WORK TASK: From the entries below, gather every line containing the string "Connection".

[[ DATASET, beginning ]]

//! OPD appointments. Booking opens an OPD encounter whose id the appointment shares.

use crate::db::{fmt_datetime, now, parse_datetime, Database};
use crate::error::text_field;
use crate::models::{enum_column, AppointmentStatus, EncounterType, UserRole};
use crate::repositories::encounters::{complete_encounter, insert_encounter};
use crate::repositories::master_data::department_exists;
use crate::repositories::patients::get_patient;
use crate::repositories::users::require_role;
use crate::{HmsError, HmsResult};
use api_shared::dto;
use chrono::{NaiveDate, NaiveDateTime};
use hms_types::NonEmptyText;
use rusqlite::{params, Connection, OptionalExtension};

const APPOINTMENT_COLUMNS: &str =
    "id, patient_id, physician_id, department_id, scheduled_at, status, notes, updated_at";

fn row_to_appointment(row: &rusqlite::Row<'_>) -> Result<dto::AppointmentRes, rusqlite::Error> {
    let id: i64 = row.get(0)?;
    let status: String = row.get(5)?;
    let status: AppointmentStatus = enum_column(5, &status)?;
    Ok(dto::AppointmentRes {
        id,
        encounter_id: id,
        patient_id: row.get(1)?,
        physician_id: row.get(2)?,
        department_id: row.get(3)?,
        scheduled_at: row.get(4)?,
        status: status.to_string(),
        notes: row.get(6)?,
        updated_at: row.get(7)?,
    })
}

pub fn get_appointment(conn: &Connection, id: i64) -> HmsResult<dto::AppointmentRes> {
    conn.query_row(
        &format!("SELECT {APPOINTMENT_COLUMNS} FROM appointments WHERE id = ?1"),
        params![id],
        row_to_appointment,
    )
    .optional()?
    .ok_or_else(|| HmsError::not_found("appointment", id))
}

/// A validated booking request.
pub(crate) struct NewAppointment {
    pub patient_id: i64,
    pub physician_id: i64,
    pub department_id: i64,
    pub scheduled_at: NaiveDateTime,
    pub notes: Option<NonEmptyText>,
}

/// Checks references and writes the OPD encounter and its appointment. Returns the shared id.
pub(crate) fn insert_appointment(conn: &Connection, new: &NewAppointment) -> HmsResult<i64> {
    get_patient(conn, new.patient_id).map_err(|e| match e {
        HmsError::NotFound { .. } => HmsError::validation(
            "patient_id",
            format!("patient {} does not exist", new.patient_id),
        ),
        other => other,
    })?;
    require_role(conn, "physician_id", new.physician_id, UserRole::Doctor)?;
    if !department_exists(conn, new.department_id)? {
        return Err(HmsError::validation(
            "department_id",
            format!("department {} does not exist", new.department_id),
        ));
    }

    let created_at = now();
    let encounter_id = insert_encounter(
        conn,
        new.patient_id,
        EncounterType::Opd,
        Some(new.department_id),
        created_at,
    )?;
    let created_at = fmt_datetime(&created_at);
    conn.execute(
        "INSERT INTO appointments
            (id, patient_id, physician_id, department_id, scheduled_at, status, notes,
             created_at, updated_at)
         VALUES (?1, ?2, ?3, ?4, ?5, ?6, ?7, ?8, ?8)",
        params![
            encounter_id,
            new.patient_id,
            new.physician_id,
            new.department_id,
            fmt_datetime(&new.scheduled_at),
            AppointmentStatus::Scheduled.as_str(),
            new.notes.as_ref().map(NonEmptyText::as_str),
            created_at,
        ],
    )?;
    Ok(encounter_id)
}

/// Filters for listing appointments.
#[derive(Debug, Clone, Default)]
pub struct AppointmentFilter {
    pub date: Option<NaiveDate>,
    pub physician_id: Option<i64>,
    pub patient_id: Option<i64>,
}

#[derive(Clone, Debug)]
pub struct AppointmentService {
    db: Database,
}

impl AppointmentService {
    pub fn new(db: Database) -> Self {
        Self { db }
    }

    pub fn book(&self, req: &dto::CreateAppointmentReq) -> HmsResult<dto::AppointmentRes> {
        let new = NewAppointment {
            patient_id: req.patient_id,
            physician_id: req.physician_id,
            department_id: req.department_id,
            scheduled_at: parse_datetime(&req.scheduled_at).map_err(|_| {
                HmsError::validation("scheduled_at", "expected YYYY-MM-DD HH:MM:SS")
            })?,
            notes: text_field("notes", NonEmptyText::optional(req.notes.as_deref()))?,
        };
        let appointment = self.db.with_transaction(|tx| {
            let id = insert_appointment(tx, &new)?;
            get_appointment(tx, id)
        })?;
        tracing::info!(
            appointment_id = appointment.id,
            physician_id = appointment.physician_id,
            scheduled_at = %appointment.scheduled_at,
            "appointment booked"
        );
        Ok(appointment)
    }

    pub fn get(&self, id: i64) -> HmsResult<dto::AppointmentRes> {
        self.db.with_conn(|conn| get_appointment(conn, id))
    }

    pub fn list(&self, filter: &AppointmentFilter) -> HmsResult<dto::ListAppointmentsRes> {
        let date = filter.date.map(|d| d.format(crate::constants::DATE_FORMAT).to_string());
        let appointments = self.db.with_conn(|conn| {
            let mut stmt = conn.prepare(&format!(
                "SELECT {APPOINTMENT_COLUMNS} FROM appointments
                 WHERE (?1 IS NULL OR date(scheduled_at) = ?1)
                   AND (?2 IS NULL OR physician_id = ?2)
                   AND (?3 IS NULL OR patient_id = ?3)
                 ORDER BY scheduled_at, id"
            ))?;
            let rows = stmt.query_map(
                params![date, filter.physician_id, filter.patient_id],
                row_to_appointment,
            )?;
            rows.collect::<Result<Vec<_>, _>>().map_err(HmsError::from)
        })?;
        Ok(dto::ListAppointmentsRes { appointments })
    }

    /// Moves an appointment along the visit flow.
    ///
    /// Reaching a terminal status (completed, cancelled, no-show) completes the encounter.
    pub fn update_status(
        &self,
        id: i64,
        req: &dto::UpdateStatusReq,
    ) -> HmsResult<dto::AppointmentRes> {
        let next = AppointmentStatus::parse_field("status", &req.status)?;
        let updated = self.db.with_transaction(|tx| {
            let current = get_appointment(tx, id)?;
            let current_status: AppointmentStatus = current.status.parse()?;
            if !current_status.can_transition_to(next) {
                return Err(HmsError::Conflict(format!(
                    "appointment {id} cannot move from {current_status} to {next}"
                )));
            }
            let at = now();
            tx.execute(
                "UPDATE appointments SET status = ?1, updated_at = ?2 WHERE id = ?3",
                params![next.as_str(), fmt_datetime(&at), id],
            )?;
            if next.is_terminal() {
                complete_encounter(tx, id, at)?;
            }
            get_appointment(tx, id)
        })?;
        tracing::info!(appointment_id = id, status = %next, "appointment status changed");
        Ok(updated)
    }
}

#[cfg(test)]
mod tests {
    use super::*;
    use crate::repositories::encounters::get_encounter;
    use crate::models::EncounterStatus;
    use crate::test_support::Fixture;

    fn booking(fx: &Fixture) -> dto::CreateAppointmentReq {
        dto::CreateAppointmentReq {
            patient_id: fx.patient_id,
            physician_id: fx.doctor_id,
            department_id: fx.department_id,
            scheduled_at: "2024-06-03 09:30:00".into(),
            notes: Some("follow-up".into()),
        }
    }

    #[test]
    fn booking_opens_opd_encounter_with_same_id() {
        let fx = Fixture::new();
        let svc = AppointmentService::new(fx.db.clone());
        let appt = svc.book(&booking(&fx)).unwrap();
        assert_eq!(appt.id, appt.encounter_id);
        assert_eq!(appt.status, "scheduled");

        let encounter = fx.db.with_conn(|c| get_encounter(c, appt.id)).unwrap();
        assert_eq!(encounter.encounter_type, EncounterType::Opd);
        assert_eq!(encounter.patient_id, fx.patient_id);
    }

    #[test]
    fn physician_must_be_a_doctor() {
        let fx = Fixture::new();
        let mut req = booking(&fx);
        req.physician_id = fx.nurse_id;
        let err = AppointmentService::new(fx.db.clone()).book(&req).unwrap_err();
        assert_eq!(err.field(), Some("physician_id"));
    }

    #[test]
    fn bad_schedule_time_is_field_error() {
        let fx = Fixture::new();
        let mut req = booking(&fx);
        req.scheduled_at = "tomorrow".into();
        let err = AppointmentService::new(fx.db.clone()).book(&req).unwrap_err();
        assert_eq!(err.field(), Some("scheduled_at"));
    }

    #[test]
    fn failed_booking_leaves_no_encounter() {
        let fx = Fixture::new();
        let mut req = booking(&fx);
        req.department_id = 404;
        AppointmentService::new(fx.db.clone()).book(&req).unwrap_err();
        let encounters: i64 = fx
            .db
            .with_conn(|c| Ok(c.query_row("SELECT COUNT(*) FROM encounters", [], |r| r.get(0))?))
            .unwrap();
        assert_eq!(encounters, 0);
    }

    #[test]
    fn status_flow_completes_encounter() {
        let fx = Fixture::new();
        let svc = AppointmentService::new(fx.db.clone());
        let appt = svc.book(&booking(&fx)).unwrap();
        for status in ["checked_in", "in_consultation", "completed"] {
            svc.update_status(appt.id, &dto::UpdateStatusReq { status: status.into() })
                .unwrap();
        }
        let encounter = fx.db.with_conn(|c| get_encounter(c, appt.id)).unwrap();
        assert_eq!(encounter.status, EncounterStatus::Completed);
    }

    #[test]
    fn invalid_transition_is_conflict() {
        let fx = Fixture::new();
        let svc = AppointmentService::new(fx.db.clone());
        let appt = svc.book(&booking(&fx)).unwrap();
        let err = svc
            .update_status(appt.id, &dto::UpdateStatusReq { status: "completed".into() })
            .unwrap_err();
        assert!(matches!(err, HmsError::Conflict(_)));
        let err = svc
            .update_status(appt.id, &dto::UpdateStatusReq { status: "teleported".into() })
            .unwrap_err();
        assert_eq!(err.field(), Some("status"));
    }

    #[test]
    fn list_filters_by_date_and_physician() {
        let fx = Fixture::new();
        let svc = AppointmentService::new(fx.db.clone());
        svc.book(&booking(&fx)).unwrap();
        let mut later = booking(&fx);
        later.scheduled_at = "2024-06-04 10:00:00".into();
        svc.book(&later).unwrap();

        let on_day = svc
            .list(&AppointmentFilter {
                date: NaiveDate::from_ymd_opt(2024, 6, 3),
                ..Default::default()
            })
            .unwrap();
        assert_eq!(on_day.appointments.len(), 1);

        let other_doctor = svc
            .list(&AppointmentFilter {
                physician_id: Some(fx.nurse_id),
                ..Default::default()
            })
            .unwrap();
        assert!(other_doctor.appointments.is_empty());
    }
}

[[ DATASET, end ]]

TASK RESULT:
use rusqlite::{params, Connection, OptionalExtension};
pub fn get_appointment(conn: &Connection, id: i64) -> HmsResult<dto::AppointmentRes> {
pub(crate) fn insert_appointment(conn: &Connection, new: &NewAppointment) -> HmsResult<i64> {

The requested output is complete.